台座の上には布だけが残る。本があった場所に、わずかに凹んだ跡がある。十年間、同じ場所に同じ重さがかかり続けた跡。
「持っていきます」
「ああ」
「封が切れかけています。書き直すかどうか、まだ分かりません。でも、ここに置いておくのは危ない」
ライナルトはうなずいた。それ以上は何も言わなかった。
部屋を出る。通路を戻る。鉄扉を閉める。ライナルトの手が扉に触れると、内側で錠が鳴った。
階段を上がるにつれて、空気が軽くなっていく。灰の匂いが戻ってくる。人の声がかすかに聞こえる。地上の朝は、まだ続いている。
南塔の廊下に出たとき、窓から差す光が眩しかった。白い光。朝の光。目が慣れるまでしばらくかかる。
懐の中に、白紙本がある。
布越しに、紙の感触が肌に伝わる。冷たい。けれど、さっきよりほんの少しだけ温かくなっている。私の体温を吸い始めている。

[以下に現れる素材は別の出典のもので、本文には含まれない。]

//! The beach line as an arena-backed binary tree
//!
//! Leaves hold arcs in left-to-right order; every internal node has exactly
//! two children and stands for the breakpoint between the rightmost arc of
//! its left subtree and the leftmost arc of its right subtree.

use super::parabola::{breakpoint_x, Parabola};

pub(crate) type NodeId = usize;
pub(crate) type ArcId = usize;

#[derive(Debug, Clone, Copy, PartialEq)]
enum NodeKind {
    Leaf(ArcId),
    Internal { left: NodeId, right: NodeId },
}

#[derive(Debug, Clone)]
struct Node {
    kind: NodeKind,
    parent: Option<NodeId>,
}

#[derive(Debug, Default)]
pub(crate) struct BeachLine {
    nodes: Vec<Node>,
    arcs: Vec<Parabola>,
    root: Option<NodeId>,
    len: usize,
}

impl BeachLine {
    pub fn new() -> Self {
        Self::default()
    }

    /// Number of arcs currently on the beach line
    #[inline]
    pub fn len(&self) -> usize {
        self.len
    }

    #[inline]
    pub fn is_empty(&self) -> bool {
        self.root.is_none()
    }

    #[inline]
    pub fn arc(&self, id: ArcId) -> &Parabola {
        &self.arcs[id]
    }

    #[inline]
    pub fn arc_mut(&mut self, id: ArcId) -> &mut Parabola {
        &mut self.arcs[id]
    }

    /// Place the first arc. The beach line must be empty.
    pub fn insert_root(&mut self, arc: Parabola) -> ArcId {
        debug_assert!(self.root.is_none());
        let id = self.push_arc(arc);
        let node = self.push_leaf(id, None);
        self.root = Some(node);
        self.len = 1;
        id
    }

    /// Replace arc `id` by two arcs side by side
    pub fn split(&mut self, id: ArcId, left: Parabola, right: Parabola) -> (ArcId, ArcId) {
        let node = self.arcs[id].node;
        self.arcs[id].alive = false;

        let l = self.push_arc(left);
        let r = self.push_arc(right);
        let ln = self.push_leaf(l, Some(node));
        let rn = self.push_leaf(r, Some(node));
        self.nodes[node].kind = NodeKind::Internal { left: ln, right: rn };
        self.len += 1;
        (l, r)
    }

    /// Replace arc `id` by `left | middle | right`
    ///
    /// The leaf becomes an internal node whose right child is a fresh internal
    /// node over `middle` and `right`.
    pub fn split_three(
        &mut self,
        id: ArcId,
        left: Parabola,
        middle: Parabola,
        right: Parabola,
    ) -> (ArcId, ArcId, ArcId) {
        let node = self.arcs[id].node;
        self.arcs[id].alive = false;

        let l = self.push_arc(left);
        let m = self.push_arc(middle);
        let r = self.push_arc(right);

        let ln = self.push_leaf(l, Some(node));
        let dummy = self.nodes.len();
        self.nodes.push(Node {
            kind: NodeKind::Leaf(m),
            parent: Some(node),
        });
        let mn = self.push_leaf(m, Some(dummy));
        let rn = self.push_leaf(r, Some(dummy));
        self.nodes[dummy].kind = NodeKind::Internal { left: mn, right: rn };
        self.nodes[node].kind = NodeKind::Internal {
            left: ln,
            right: dummy,
        };
        self.len += 2;
        (l, m, r)
    }

    /// Squeeze arc `id` out of the tree, promoting its sibling
    pub fn remove(&mut self, id: ArcId) {
        let node = self.arcs[id].node;
        self.arcs[id].alive = false;
        self.len = self.len.saturating_sub(1);

        let Some(parent) = self.nodes[node].parent else {
            self.root = None;
            return;
        };
        let sibling = match self.nodes[parent].kind {
            NodeKind::Internal { left, right } => {
                if left == node {
                    right
                } else {
                    left
                }
            }
            NodeKind::Leaf(_) => return,
        };

        let grandparent = self.nodes[parent].parent;
        self.nodes[sibling].parent = grandparent;
        match grandparent {
            None => self.root = Some(sibling),
            Some(gp) => {
                if let NodeKind::Internal { left, right } = &mut self.nodes[gp].kind {
                    if *left == parent {
                        *left = sibling;
                    } else if *right == parent {
                        *right = sibling;
                    }
                }
            }
        }
    }

    /// Arc immediately left of `id`
    pub fn arc_to_left(&self, id: ArcId) -> Option<ArcId> {
        let parent = self.leftmost_parent(self.arcs[id].node)?;
        Some(self.nearest_left_child(parent))
    }

    /// Arc immediately right of `id`
    pub fn arc_to_right(&self, id: ArcId) -> Option<ArcId> {
        let parent = self.rightmost_parent(self.arcs[id].node)?;
        Some(self.nearest_right_child(parent))
    }

    /// Arc directly above `x` at the given sweep position
    pub fn find_arc_above(&self, x: f64, directrix: f64) -> Option<ArcId> {
        let mut node = self.root?;
        loop {
            match self.nodes[node].kind {
                NodeKind::Leaf(arc) => return Some(arc),
                NodeKind::Internal { left, right } => {
                    let l = &self.arcs[self.nearest_left_child(node)];
                    let r = &self.arcs[self.nearest_right_child(node)];
                    let bx = breakpoint_x(l.focus, r.focus, directrix).unwrap_or_else(|| {
                        tracing::warn!(
                            left = l.cell,
                            right = r.cell,
                            "breakpoint has no real solution, using focus midpoint"
                        );
                        (l.focus.x + r.focus.x) / 2.0
                    });
                    node = if x < bx { left } else { right };
                }
            }
        }
    }

    /// Arcs in left-to-right order
    #[cfg(test)]
    pub fn arcs(&self) -> Vec<ArcId> {
        let mut out = Vec::with_capacity(self.len);
        let mut stack = Vec::new();
        let mut current = self.root;
        while current.is_some() || !stack.is_empty() {
            while let Some(node) = current {
                match self.nodes[node].kind {
                    NodeKind::Leaf(arc) => {
                        out.push(arc);
                        current = None;
                    }
                    NodeKind::Internal { left, .. } => {
                        stack.push(node);
                        current = Some(left);
                    }
                }
            }
            if let Some(node) = stack.pop() {
                if let NodeKind::Internal { right, .. } = self.nodes[node].kind {
                    current = Some(right);
                }
            }
        }
        out
    }

    /// Rightmost arc of the left subtree of an internal node
    fn nearest_left_child(&self, node: NodeId) -> ArcId {
        let mut current = match self.nodes[node].kind {
            NodeKind::Internal { left, .. } => left,
            NodeKind::Leaf(arc) => return arc,
        };
        loop {
            match self.nodes[current].kind {
                NodeKind::Leaf(arc) => return arc,
                NodeKind::Internal { right, .. } => current = right,
            }
        }
    }

    /// Leftmost arc of the right subtree of an internal node
    fn nearest_right_child(&self, node: NodeId) -> ArcId {
        let mut current = match self.nodes[node].kind {
            NodeKind::Internal { right, .. } => right,
            NodeKind::Leaf(arc) => return arc,
        };
        loop {
            match self.nodes[current].kind {
                NodeKind::Leaf(arc) => return arc,
                NodeKind::Internal { left, .. } => current = left,
            }
        }
    }

    /// First ancestor whose right subtree contains `node`
    fn leftmost_parent(&self, node: NodeId) -> Option<NodeId> {
        let mut current = node;
        while let Some(parent) = self.nodes[current].parent {
            match self.nodes[parent].kind {
                NodeKind::Internal { left, .. } if left == current => current = parent,
                _ => return Some(parent),
            }
        }
        None
    }

    /// First ancestor whose left subtree contains `node`
    fn rightmost_parent(&self, node: NodeId) -> Option<NodeId> {
        let mut current = node;
        while let Some(parent) = self.nodes[current].parent {
            match self.nodes[parent].kind {
                NodeKind::Internal { right, .. } if right == current => current = parent,
                _ => return Some(parent),
            }
        }
        None
    }

    fn push_arc(&mut self, arc: Parabola) -> ArcId {
        self.arcs.push(arc);
        self.arcs.len() - 1
    }

    fn push_leaf(&mut self, arc: ArcId, parent: Option<NodeId>) -> NodeId {
        let node = self.nodes.len();
        self.nodes.push(Node {
            kind: NodeKind::Leaf(arc),
            parent,
        });
        self.arcs[arc].node = node;
        node
    }
}

#[cfg(test)]
mod tests {
    use super::*;
    use crate::geometry::Point;

    fn arc(cell: usize, x: f64, y: f64) -> Parabola {
        Parabola::new(cell, Point::new(x, y))
    }

    fn cells(beach: &BeachLine) -> Vec<usize> {
        beach.arcs().into_iter().map(|a| beach.arc(a).cell).collect()
    }

    #[test]
    fn test_split_three_order_and_neighbors() {
        let mut beach = BeachLine::new();
        let root = beach.insert_root(arc(0, 50.0, 10.0));
        let (l, m, r) = beach.split_three(
            root,
            arc(0, 50.0, 10.0),
            arc(1, 40.0, 30.0),
            arc(0, 50.0, 10.0),
        );

        assert_eq!(beach.len(), 3);
        assert_eq!(cells(&beach), vec![0, 1, 0]);
        assert!(!beach.arc(root).alive);
        assert_eq!(beach.arc_to_left(m), Some(l));
        assert_eq!(beach.arc_to_right(m), Some(r));
        assert_eq!(beach.arc_to_left(l), None);
        assert_eq!(beach.arc_to_right(r), None);
    }

    #[test]
    fn test_remove_promotes_sibling() {
        let mut beach = BeachLine::new();
        let root = beach.insert_root(arc(0, 50.0, 10.0));
        let (l, m, r) = beach.split_three(
            root,
            arc(0, 50.0, 10.0),
            arc(1, 40.0, 30.0),
            arc(0, 50.0, 10.0),
        );
        let (r1, r2) = beach.split(r, arc(0, 50.0, 10.0), arc(2, 70.0, 40.0));
        assert_eq!(cells(&beach), vec![0, 1, 0, 2]);

        beach.remove(r1);
        assert_eq!(beach.len(), 3);
        assert_eq!(cells(&beach), vec![0, 1, 2]);
        assert_eq!(beach.arc_to_right(m), Some(r2));
        assert_eq!(beach.arc_to_left(r2), Some(m));

        beach.remove(m);
        assert_eq!(cells(&beach), vec![0, 2]);
        assert_eq!(beach.arc_to_right(l), Some(r2));
    }

    #[test]
    fn test_find_arc_above() {
        let mut beach = BeachLine::new();
        let root = beach.insert_root(arc(0, 25.0, 25.0));
        let (a, b) = beach.split(root, arc(0, 25.0, 25.0), arc(1, 75.0, 25.0));

        assert_eq!(beach.find_arc_above(10.0, 25.0), Some(a));
        assert_eq!(beach.find_arc_above(60.0, 25.0), Some(b));
        assert_eq!(beach.find_arc_above(10.0, 60.0), Some(a));
        assert_eq!(beach.find_arc_above(90.0, 60.0), Some(b));
    }

    #[test]
    fn test_remove_last_arc_empties() {
        let mut beach = BeachLine::new();
        let root = beach.insert_root(arc(0, 1.0, 1.0));
        beach.remove(root);
        assert!(beach.is_empty());
        assert_eq!(beach.len(), 0);
        assert!(beach.find_arc_above(0.0, 5.0).is_none());
    }
}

十年前、ヴェラがこの本に一行を書いた。子どもの字に見せかけて。自分の意志で。十年で切れる封を。
その十年が、もうすぐ終わる。
封が切れたとき、何が起きるのか。壁が崩れるのか。扉が開くのか。
それはまだ分からない。
でも一つだけ、はっきりしたことがある。
次にこの本に字を書くのは、ヴェラではない。
私だ。
廊下の先で、ライナルトが立ち止まっていた。振り向いて、私を見ている。朝の光の中で、その顔にはいつもの無表情が戻っていた。けれど目だけが、さっきの地下の部屋から何かを持ち帰ってきたみたいに、少し深かった。
「行くか」
「はい」
私は歩き出した。
懐の白紙本が、一歩ごとにわずかに揺れる。
紙は軽い。
けれど、これから書く一行の重さは、まだ量れなかった。